//! # pv-core
//!
//! Concurrent process lifecycle manager for procvisor.
//!
//! This crate provides:
//! - A process manager that drives each process through
//!   `Starting -> Syncing -> Terminating -> Terminated -> Finished`
//! - One worker per process, with coalesced updates and at most one syncer
//!   call in flight per process
//! - A delay-ordered retry queue with jitter and exponential backoff
//! - Reconciliation against a desired set of processes
//! - Metrics events and health snapshots
//! - Settings loading from TOML or YAML
//!
//! ## Modules
//!
//! - [`manager`]: `ProcessManager`, `ProcessUpdate`, worker and dispatcher
//! - [`syncer`]: the `Syncer` trait callers implement, plus `MockSyncer`
//! - [`state`]: per-process records and the status store
//! - [`queue`]: work queue and retry policy
//! - [`metrics`]: event sinks
//! - [`config`]: settings loading and runtime configuration
//! - [`error`]: manager and validation errors

pub mod config;
pub mod error;
pub mod manager;
pub mod metrics;
pub mod queue;
pub mod state;
pub mod syncer;

pub use config::models::ManagerConfig;
pub use error::{ManagerError, ManagerResult, ValidationError};
pub use manager::{ProcessManager, ProcessUpdate, TerminateOptions};
pub use metrics::{ChannelMetricsSink, MetricsSink, NoopMetricsSink};
pub use syncer::{StatusReporter, SyncContext, SyncError, SyncOutcome, Syncer};
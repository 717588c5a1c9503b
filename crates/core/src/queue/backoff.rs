//! Retry delay computation.
//!
//! Every delay handed to the work queue goes through [`jitter`] so that
//! processes failing together do not retry together.

use crate::config::models::ManagerConfig;
use pv_protocol::RetryReason;
use rand::Rng;
use std::time::Duration;

/// Perturb `duration` uniformly within `duration * (1 ± fraction)`.
///
/// `fraction` is clamped to `[0, 1]`; zero returns the input unchanged.
pub fn jitter(duration: Duration, fraction: f64) -> Duration {
    let fraction = if fraction.is_finite() {
        fraction.clamp(0.0, 1.0)
    } else {
        0.0
    };
    if fraction == 0.0 || duration.is_zero() {
        return duration;
    }

    let factor = rand::thread_rng().gen_range((1.0 - fraction)..=(1.0 + fraction));
    duration.mul_f64(factor)
}

/// `base * 2^(attempt - 1)`, capped at `ceiling`.
///
/// Attempt `0` is treated as the first attempt. Overflow saturates at the
/// ceiling.
pub fn exponential_backoff(attempt: u32, base: Duration, ceiling: Duration) -> Duration {
    let exponent = attempt.saturating_sub(1);
    1u32.checked_shl(exponent)
        .and_then(|factor| base.checked_mul(factor))
        .map_or(ceiling, |delay| delay.min(ceiling))
}

/// Maps a requeue reason to the delay before the next worker turn.
#[derive(Debug, Clone, PartialEq)]
pub struct RetryPolicy {
    resync_interval: Duration,
    transient_retry_interval: Duration,
    backoff_base: Duration,
    backoff_ceiling: Duration,
    jitter_fraction: f64,
}

impl RetryPolicy {
    /// Delay for `reason`, jittered except for phase transitions.
    pub fn delay_for(&self, reason: RetryReason) -> Duration {
        let base = match reason {
            RetryReason::PhaseTransition => return Duration::ZERO,
            RetryReason::Resync => self.resync_interval,
            RetryReason::Transient => self.transient_retry_interval,
            RetryReason::Backoff { attempt } => {
                exponential_backoff(attempt, self.backoff_base, self.backoff_ceiling)
            }
        };
        jitter(base, self.jitter_fraction)
    }
}

impl From<&ManagerConfig> for RetryPolicy {
    fn from(config: &ManagerConfig) -> Self {
        Self {
            resync_interval: config.resync_interval,
            transient_retry_interval: config.transient_retry_interval,
            backoff_base: config.backoff_base,
            backoff_ceiling: config.backoff_ceiling,
            jitter_fraction: config.jitter_fraction,
        }
    }
}

#[cfg(test)]
mod tests {
    use super::*;
    use proptest::prelude::*;

    #[test]
    fn test_exponential_backoff_doubles_then_caps() {
        let base = Duration::from_secs(5);
        let ceiling = Duration::from_secs(300);

        let delays: Vec<u64> = (1..=8)
            .map(|attempt| exponential_backoff(attempt, base, ceiling).as_secs())
            .collect();

        assert_eq!(delays, vec![5, 10, 20, 40, 80, 160, 300, 300]);
        assert_eq!(exponential_backoff(0, base, ceiling), base);
        assert_eq!(exponential_backoff(u32::MAX, base, ceiling), ceiling);
    }

    #[test]
    fn test_jitter_zero_fraction_is_identity() {
        let d = Duration::from_millis(1_234);
        assert_eq!(jitter(d, 0.0), d);
        assert_eq!(jitter(d, f64::NAN), d);
        assert_eq!(jitter(Duration::ZERO, 0.5), Duration::ZERO);
    }

    #[test]
    fn test_retry_policy_delays() {
        let config = ManagerConfig::default()
            .with_resync_interval(Duration::from_secs(30))
            .with_transient_retry_interval(Duration::from_secs(1))
            .with_backoff(Duration::from_secs(5), Duration::from_secs(60))
            .with_jitter_fraction(0.0);
        let policy = RetryPolicy::from(&config);

        assert_eq!(policy.delay_for(RetryReason::PhaseTransition), Duration::ZERO);
        assert_eq!(policy.delay_for(RetryReason::Resync), Duration::from_secs(30));
        assert_eq!(policy.delay_for(RetryReason::Transient), Duration::from_secs(1));
        assert_eq!(
            policy.delay_for(RetryReason::Backoff { attempt: 3 }),
            Duration::from_secs(20)
        );
        assert_eq!(
            policy.delay_for(RetryReason::Backoff { attempt: 10 }),
            Duration::from_secs(60)
        );
    }

    #[test]
    fn test_phase_transition_is_never_jittered() {
        let policy = RetryPolicy::from(&ManagerConfig::default().with_jitter_fraction(1.0));
        for _ in 0..100 {
            assert_eq!(policy.delay_for(RetryReason::PhaseTransition), Duration::ZERO);
        }
    }

    proptest! {
        /// Property: jittered delays stay within the configured band.
        #[test]
        fn prop_jitter_stays_in_band(
            millis in 1u64..10_000_000,
            fraction in 0.0f64..=1.0,
        ) {
            let d = Duration::from_millis(millis);
            let jittered = jitter(d, fraction).as_secs_f64();
            let low = d.as_secs_f64() * (1.0 - fraction);
            let high = d.as_secs_f64() * (1.0 + fraction);

            // Allow for Duration's nanosecond rounding.
            prop_assert!(jittered >= low - 1e-6);
            prop_assert!(jittered <= high + 1e-6);
        }

        /// Property: backoff is non-decreasing in the attempt and never exceeds the ceiling.
        #[test]
        fn prop_backoff_monotone_and_capped(
            base_ms in 1u64..60_000,
            ceiling_factor in 1u64..100,
            attempt in 0u32..64,
        ) {
            let base = Duration::from_millis(base_ms);
            let ceiling = base * ceiling_factor as u32;

            let current = exponential_backoff(attempt, base, ceiling);
            let next = exponential_backoff(attempt + 1, base, ceiling);

            prop_assert!(current <= next);
            prop_assert!(next <= ceiling);
            prop_assert!(current >= base.min(ceiling));
        }
    }
}
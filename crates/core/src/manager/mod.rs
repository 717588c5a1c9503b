//! Process manager.
//!
//! The [`ProcessManager`] is the central orchestrator for every managed
//! process. It owns the status store, the retry queue and one worker task per
//! process, and it exposes the synchronous update API callers drive it with.
//!
//! Each process moves strictly forward through
//! `Starting -> Syncing -> Terminating -> Terminated -> Finished`; the
//! caller's [`Syncer`] performs the actual work for each phase.

mod dispatch;
pub mod health;
pub mod update;
mod worker;

pub use update::{ProcessUpdate, TerminateOptions};

use crate::config::models::ManagerConfig;
use crate::error::{ManagerError, ManagerResult, UnfinishedProcess, ValidationError};
use crate::metrics::{MetricsSink, NoopMetricsSink};
use crate::queue::{RetryPolicy, WorkQueue};
use crate::state::process::ProcessRecord;
use crate::state::store::{snapshot_rows, ProcessEntry, ProcessTable};
use crate::syncer::Syncer;
use chrono::Utc;
use pv_protocol::{Event, HealthSnapshot, ProcessId, ProcessState, ProcessStatus, UpdateKind};
use std::collections::{BTreeMap, HashSet};
use std::future::Future;
use std::sync::atomic::{AtomicBool, Ordering};
use std::sync::Arc;
use std::time::Duration;
use tokio::runtime::Handle;
use tokio::sync::{mpsc, Notify};
use tokio_util::sync::CancellationToken;
use tracing::{debug, info, warn};

/// State shared by the manager handle, its workers and the dispatcher.
pub(crate) struct Shared<S: Syncer> {
    syncer: Arc<S>,
    config: ManagerConfig,
    retry: RetryPolicy,
    table: ProcessTable<S::Config>,
    queue: Arc<WorkQueue>,
    metrics: Arc<dyn MetricsSink>,
    /// Parent of every per-process token; cancelled on shutdown.
    root: CancellationToken,
    /// Signalled whenever a process reaches `Finished`.
    finished: Notify,
    shutting_down: AtomicBool,
    runtime: Handle,
}

impl<S: Syncer> Shared<S> {
    fn emit_all(&self, events: Vec<Event>) {
        for event in &events {
            self.metrics.emit(event);
        }
    }

    /// Spawn the worker for one generation of a process.
    fn spawn_worker(self: &Arc<Self>, id: ProcessId, generation: u64, wake: mpsc::Receiver<()>) {
        self.runtime.spawn(worker::run_worker(
            Arc::downgrade(self),
            id,
            generation,
            wake,
            self.root.clone(),
        ));
    }

    /// Start termination of a live row and queue the terminate for its worker.
    ///
    /// Returns the state-change event if termination began now.
    fn terminate_entry(
        &self,
        entry: &mut ProcessEntry<S::Config>,
        grace_period_secs: Option<u64>,
        evict: bool,
    ) -> Option<Event> {
        let from = entry.record.state();
        let change = entry.record.begin_termination(
            grace_period_secs,
            evict,
            self.config.default_grace_period_secs,
            Utc::now(),
        );
        entry.record.submit(UpdateKind::Terminate, None);
        entry.wake();

        change.began.then(|| Event::ProcessStateChanged {
            process_id: entry.record.id().clone(),
            from,
            to: ProcessState::Terminating,
        })
    }
}

impl<S: Syncer> Drop for Shared<S> {
    fn drop(&mut self) {
        self.root.cancel();
    }
}

/// Concurrent lifecycle manager for processes driven by a [`Syncer`].
///
/// The handle is cheap to clone; all clones share the same processes.
/// Workers and the dispatcher stop once every handle is dropped.
pub struct ProcessManager<S: Syncer> {
    shared: Arc<Shared<S>>,
}

impl<S: Syncer> Clone for ProcessManager<S> {
    fn clone(&self) -> Self {
        Self {
            shared: Arc::clone(&self.shared),
        }
    }
}
//! Process manager settings.
//!
//! This module defines the serializable form of the manager's tuning knobs,
//! as it appears in a settings file handed to the manager by its host.

use serde::Deserialize;
use serde::Serialize;
use ts_rs::TS;

/// Default interval between resyncs of a healthy process.
pub const DEFAULT_RESYNC_INTERVAL_MS: u64 = 30_000;

/// Default retry interval after a transient error.
pub const DEFAULT_TRANSIENT_RETRY_MS: u64 = 1_000;

/// Default first backoff after a persistent error.
pub const DEFAULT_BACKOFF_BASE_MS: u64 = 5_000;

/// Default upper bound for exponential backoff.
pub const DEFAULT_BACKOFF_CEILING_MS: u64 = 300_000;

/// Default jitter fraction applied to every retry delay.
pub const DEFAULT_JITTER_FRACTION: f64 = 0.5;

/// Default grace period when a termination request does not carry one.
pub const DEFAULT_GRACE_PERIOD_SECS: u64 = 10;

/// Default number of persistent errors after which a process is unhealthy.
pub const DEFAULT_UNHEALTHY_ERROR_THRESHOLD: u32 = 5;

/// Manager settings with defaults for every field.
///
/// # Example
///
/// ```toml
/// resync_interval_ms = 30000
/// backoff_base_ms = 5000
/// backoff_ceiling_ms = 300000
/// jitter_fraction = 0.5
/// ```
#[derive(Serialize, Deserialize, Debug, Clone, PartialEq, TS)]
#[serde(default)]
pub struct ManagerSettings {
    /// Delay before resyncing a process whose last sync succeeded.
    #[ts(type = "number")]
    pub resync_interval_ms: u64,

    /// Delay before retrying after a transient sync error.
    #[ts(type = "number")]
    pub transient_retry_ms: u64,

    /// Backoff after the first persistent error; doubles per failure.
    #[ts(type = "number")]
    pub backoff_base_ms: u64,

    /// Cap for the exponential backoff.
    #[ts(type = "number")]
    pub backoff_ceiling_ms: u64,

    /// Random perturbation of each delay, as a fraction in `[0, 1]`.
    pub jitter_fraction: f64,

    #[ts(type = "number")]
    pub default_grace_period_secs: u64,

    pub unhealthy_error_threshold: u32,
}

impl Default for ManagerSettings {
    fn default() -> Self {
        Self {
            resync_interval_ms: DEFAULT_RESYNC_INTERVAL_MS,
            transient_retry_ms: DEFAULT_TRANSIENT_RETRY_MS,
            backoff_base_ms: DEFAULT_BACKOFF_BASE_MS,
            backoff_ceiling_ms: DEFAULT_BACKOFF_CEILING_MS,
            jitter_fraction: DEFAULT_JITTER_FRACTION,
            default_grace_period_secs: DEFAULT_GRACE_PERIOD_SECS,
            unhealthy_error_threshold: DEFAULT_UNHEALTHY_ERROR_THRESHOLD,
        }
    }
}
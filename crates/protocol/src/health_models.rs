//! Aggregated health of every process tracked by a manager.

use chrono::{DateTime, Utc};
use serde::{Deserialize, Serialize};
use std::collections::BTreeMap;
use ts_rs::TS;

use crate::process_models::{ProcessId, ProcessState, ProcessStatus};

/// Manager-wide health snapshot.
///
/// Intended for a health-check endpoint or metrics exporter; the counts are
/// derived from the per-process entries taken under the same lock.
#[derive(Serialize, Deserialize, Debug, Clone, PartialEq, TS)]
pub struct HealthSnapshot {
    pub taken_at: DateTime<Utc>,

    pub total_processes: usize,

    /// Processes in `Syncing`.
    pub running_processes: usize,

    /// Processes in `Terminating` or `Terminated`.
    pub terminating_processes: usize,

    /// Processes whose error count reached the unhealthy threshold.
    pub failed_processes: usize,

    /// Processes waiting in the retry queue.
    pub work_queue_depth: usize,

    pub processes: BTreeMap<ProcessId, ProcessStatus>,
}

impl HealthSnapshot {
    /// Number of processes currently in `state`.
    pub fn count_in(&self, state: ProcessState) -> usize {
        self.processes.values().filter(|p| p.state == state).count()
    }

    /// True when no tracked process is failing.
    pub fn is_healthy(&self) -> bool {
        self.failed_processes == 0
    }
}
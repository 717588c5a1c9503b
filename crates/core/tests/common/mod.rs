//! Common test utilities and helpers for integration tests.
//!
//! This module provides shared functionality across the manager tests:
//! - Test fixtures (ids, fast configs, managers wired to a mock syncer)
//! - A recording metrics sink
//! - Polling assertions

pub mod assertions;
pub mod fixtures;

#[allow(unused_imports)]
pub use assertions::*;
#[allow(unused_imports)]
pub use fixtures::*;
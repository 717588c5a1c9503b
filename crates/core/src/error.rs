//! Error types returned by the process manager API.
//!
//! Only validation and shutdown failures reach a caller synchronously. Errors
//! raised by a syncer are recorded on the process and surface through status
//! snapshots and events (see [`crate::syncer::SyncError`]).

use pv_protocol::{InvalidProcessId, ProcessId, ProcessState, UpdateKind};
use std::fmt;
use thiserror::Error;

/// A malformed update, rejected before it reaches the state machine.
#[derive(Error, Debug, Clone, PartialEq, Eq)]
pub enum ValidationError {
    #[error("invalid process id: {0}")]
    InvalidProcessId(#[from] InvalidProcessId),

    #[error("{kind} update for process {id} has no config")]
    MissingConfig { id: ProcessId, kind: UpdateKind },

    #[error("{kind} update for unknown process {id}")]
    UnknownProcess { id: ProcessId, kind: UpdateKind },

    #[error("terminate options attached to {kind} update for process {id}")]
    UnexpectedTerminateOptions { id: ProcessId, kind: UpdateKind },
}

/// A process that had not finished when shutdown gave up waiting.
#[derive(Debug, Clone, PartialEq, Eq)]
pub struct UnfinishedProcess {
    pub id: ProcessId,
    pub state: ProcessState,
}

impl fmt::Display for UnfinishedProcess {
    fn fmt(&self, f: &mut fmt::Formatter<'_>) -> fmt::Result {
        write!(f, "{} ({})", self.id, self.state)
    }
}

/// Errors returned by [`crate::ProcessManager`] operations.
#[derive(Error, Debug, Clone, PartialEq, Eq)]
pub enum ManagerError {
    #[error(transparent)]
    Validation(#[from] ValidationError),

    #[error("process manager is shut down")]
    ShutDown,

    #[error(
        "{} process(es) did not finish before the shutdown deadline: {}",
        unfinished.len(),
        join_unfinished(unfinished)
    )]
    ShutdownIncomplete { unfinished: Vec<UnfinishedProcess> },
}

fn join_unfinished(unfinished: &[UnfinishedProcess]) -> String {
    unfinished
        .iter()
        .map(ToString::to_string)
        .collect::<Vec<_>>()
        .join(", ")
}

/// Type alias for Result with ManagerError.
pub type ManagerResult<T> = Result<T, ManagerError>;

#[cfg(test)]
mod tests {
    use super::*;

    #[test]
    fn test_shutdown_incomplete_lists_processes() {
        let err = ManagerError::ShutdownIncomplete {
            unfinished: vec![
                UnfinishedProcess {
                    id: ProcessId::new("a").unwrap(),
                    state: ProcessState::Terminating,
                },
                UnfinishedProcess {
                    id: ProcessId::new("b").unwrap(),
                    state: ProcessState::Terminated,
                },
            ],
        };

        assert_eq!(
            err.to_string(),
            "2 process(es) did not finish before the shutdown deadline: a (Terminating), b (Terminated)"
        );
    }

    #[test]
    fn test_validation_error_converts() {
        let err: ManagerError = ValidationError::from(InvalidProcessId::Empty).into();
        assert!(matches!(
            err,
            ManagerError::Validation(ValidationError::InvalidProcessId(InvalidProcessId::Empty))
        ));
    }
}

GOAL OF THE EXERCISE
Throughout the material above, find lines holding the word "HealthSnapshot", then copy them.

RESPONSE BOX
use pv_protocol::{Event, HealthSnapshot, ProcessId, ProcessState, ProcessStatus, UpdateKind};
pub struct HealthSnapshot {
impl HealthSnapshot {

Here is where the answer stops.